The time and money spent on each doctor in Hong Kong are massive, but that investment is still ill-conceived and pales compared to private sector incentives. The Hospital Authority should take some ideas from the private sector, such as letting doctors leave their contract only after repaying their training debts.
Steve Wynn once said, “Human resources isn’t a thing we do. It’s the thing that runs our business.” If a land developer sees their employees as vital as the organs of a company, it is an understatement to say the same for physicians in health care.
The time and money spent on each doctor in Hong Kong are massive. It costs the city HK$3.6 million (US$461,000) over six years to train one general practitioner. That is about the cost of one small apartment in Hong Kong, a city notorious for exorbitant property prices.
The bill the government foots for training a specialist for an additional six years is higher, though less well-documented. That is because specialist trainees learn as they work. Rather than a flat tuition fee, the cost comes indirectly in various forms: sponsorship for overseas training, consultant doctors’ time spent mentoring them and monetary and health costs incurred in mistakes requiring mediation or even medicolegal resolutions.

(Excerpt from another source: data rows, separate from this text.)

//! # Site Capture
//!
//! Rendered-page screenshots for single URLs and for whole sites discovered
//! through their sitemap, driven by a bounded pool of headless Chrome
//! sessions.
//!
//! ## Pipeline
//!
//! ```text
//! caller -> RateLimiter::admit
//!        -> single URL: CapturePipeline -> SessionPool -> CaptureWorker
//!        -> site crawl: SitemapResolver -> SiteCrawler -> N x CapturePipeline
//!        -> MetadataStore + BlobStore <- ExpirySweeper
//! ```
//!
//! - **Session pool**: a fixed ceiling of concurrently leased render sessions,
//!   FIFO queueing beyond it, and reconnection after the browser goes away.
//! - **Capture protocol**: viewport, reduced motion, navigation, a stylesheet
//!   that forces animated and lazily revealed content visible, an optional
//!   full-page scroll pass, then the snapshot.
//! - **Site crawls**: sitemap discovery (hint, well-known paths, robots.txt),
//!   recursive sitemap index resolution, and a worker group with live
//!   progress counters.
//! - **Retention**: artifacts and jobs expire; a sweeper reclaims them.
//!
//! ## Quick Start
//!
//! ```rust,no_run
//! use site_capture::{CaptureRequest, CaptureService, Config, SiteCrawlRequest};
//!
//! #[tokio::main]
//! async fn main() -> Result<(), Box<dyn std::error::Error>> {
//!     let service = CaptureService::new(Config::default()).await?;
//!
//!     let artifact = service
//!         .submit_capture(CaptureRequest::new("https://example.com"))
//!         .await?;
//!     println!("Captured {} bytes", artifact.size_bytes);
//!
//!     let ack = service
//!         .submit_site_crawl(SiteCrawlRequest::new("https://example.com"))
//!         .await?;
//!     println!("Crawling {} pages as job {}", ack.total_pages, ack.job_id);
//!
//!     service.shutdown().await;
//!     Ok(())
//! }
//! ```
//!
//! ## CLI Usage
//!
//! ```bash
//! site-capture capture --url https://example.com --output example.png --full-page
//! site-capture crawl --url https://example.com --max-pages 20 --output captures/
//! site-capture --storage-dir ./store sweep
//! site-capture validate config.json
//! ```

/// Configuration and settings
pub mod config;

/// Error types
pub mod error;

/// Requests, artifacts, site jobs and sitemap entries
pub mod models;

/// Render engine capability traits
pub mod engine;

/// Headless Chrome render engine
pub mod chrome;

/// Bounded pool of render sessions
pub mod session_pool;

/// Capture protocol and image encoding
pub mod capture;

/// Sitemap discovery and resolution
pub mod sitemap;

/// Site crawl orchestration
pub mod crawl;

/// Per-caller sliding-window rate limiting
pub mod rate_limit;

/// Periodic reclamation of expired artifacts and jobs
pub mod sweeper;

/// Metadata and blob stores
pub mod storage;

/// Service facade
pub mod service;

/// Health checks over the service probes
pub mod health;

/// Metrics collection and the Prometheus exporter
pub mod metrics;

/// Command-line interface implementation
pub mod cli;

/// Utility functions and helpers
pub mod utils;

#[cfg(test)]
mod test_support;


pub use capture::*;
pub use chrome::*;
pub use cli::*;
pub use config::*;
pub use crawl::*;
pub use engine::*;
pub use error::*;
pub use health::*;
pub use crate::metrics::PrometheusExporter;
pub use models::*;
pub use rate_limit::*;
pub use service::*;
pub use session_pool::*;
pub use sitemap::*;
pub use storage::*;
pub use sweeper::*;
pub use utils::*;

That the exodus of healthcare providers from the public sector has made headlines is hardly surprising. Against the backdrop of an ageing population,
Hongkongers are right to worry about tax budgets being squandered to no avail.
Hong Kong’s doctor-to-population ratio of two per 1,000 citizens is low compared Germany’s 4.5 or Singapore’s 2.5. Yet, the ratio has barely budged since University Grants Committee-funded medical training places increased by 60 per year. Where have our doctors gone?
In the Hospital Authority, the biggest stakeholder in health care in Hong Kong, the turnover rate of doctors rose from 4.1 per cent in 2020 to 8.2 per cent in 2022. If you look closer, the picture is more complex. In accident and emergency (A&E), radiology, ophthalmology, anaesthesiology and pathology, more than 10 per cent of fully trained specialists left public institutions compared to only 4 per cent in paediatrics and neurosurgery.
At the same time, “preventive health” is a notion gradually being hijacked by some opportunistic private health organisations to mean “test and thou shall live”.
Advertisements for health screening abound despite little evidence showing that doing a bundle of tests predetermined by a company helps. As the border reopens, a few organisations are aspiring to go public by leveraging the windfall of selling comprehensive screening packages to medical tourists from the mainland and beyond.
With little regulation, the market looks set to expand infinitely. More radiologists are needed to read scans just as more pathologists are hired to write biopsy reports. What can be done?
To ensure money does not go down the drain, we must first plug the sink. Reports concerning healthcare professionals emigrating to the United Kingdom or Singapore remain scarce because the Hospital Authority offers one of the highest salaries to physicians working in the public sector in the world, save for the United States where most healthcare institutions are privately run. Yet the outflow of doctors from the public sector needs to be stemmed.
Chief Executive John Lee Ka-chiu has promised to make efficient use of public resources. Key performance indicators, a measure inspired by private firms known for their efficiency, should be implemented.
The Hospital Authority has invested a massive amount of resources in physicians but the investment is ill-conceived. Besides conference leave – a sort of paid leave topping off annual leave – specialist trainees on a nine-year contract receive a gratuity bonus that is given out every three years, which has the effect of encouraging newly graduated specialists to stick around for just three years.
During those three years, many specialist graduates simply grab more sponsorships from the Hospital Authority to fund diplomas or get promoted as associate consultants to bargain for higher salaries in the private sector. The authority’s low-interest mortgage plan, for one, is dwarfed by the higher salaries offered by private institutions.
The authority can do more to balance the books. Calculating a fair “training price” would help. Professor Lo Chung-mau, the secretary for health, has floated the idea of binding doctors to the Hospital Authority for a longer service period. Borrowing the principle from private organisations is smart and essential.
In the private sector, resigning before the agreed date allows companies to charge the quitter a few months of salary on top of a “training fee” as a disincentive. This helps recover the company’s costs in recruiting and training new joiners.
The Hospital Authority could allow doctors to leave after repaying their training debts adjusted to inflation.
Whipping up passion among Hong Kong’s doctors might be meaningful in the long haul. But as an ageing population looms, the health of people will surely benefit from some human resources management.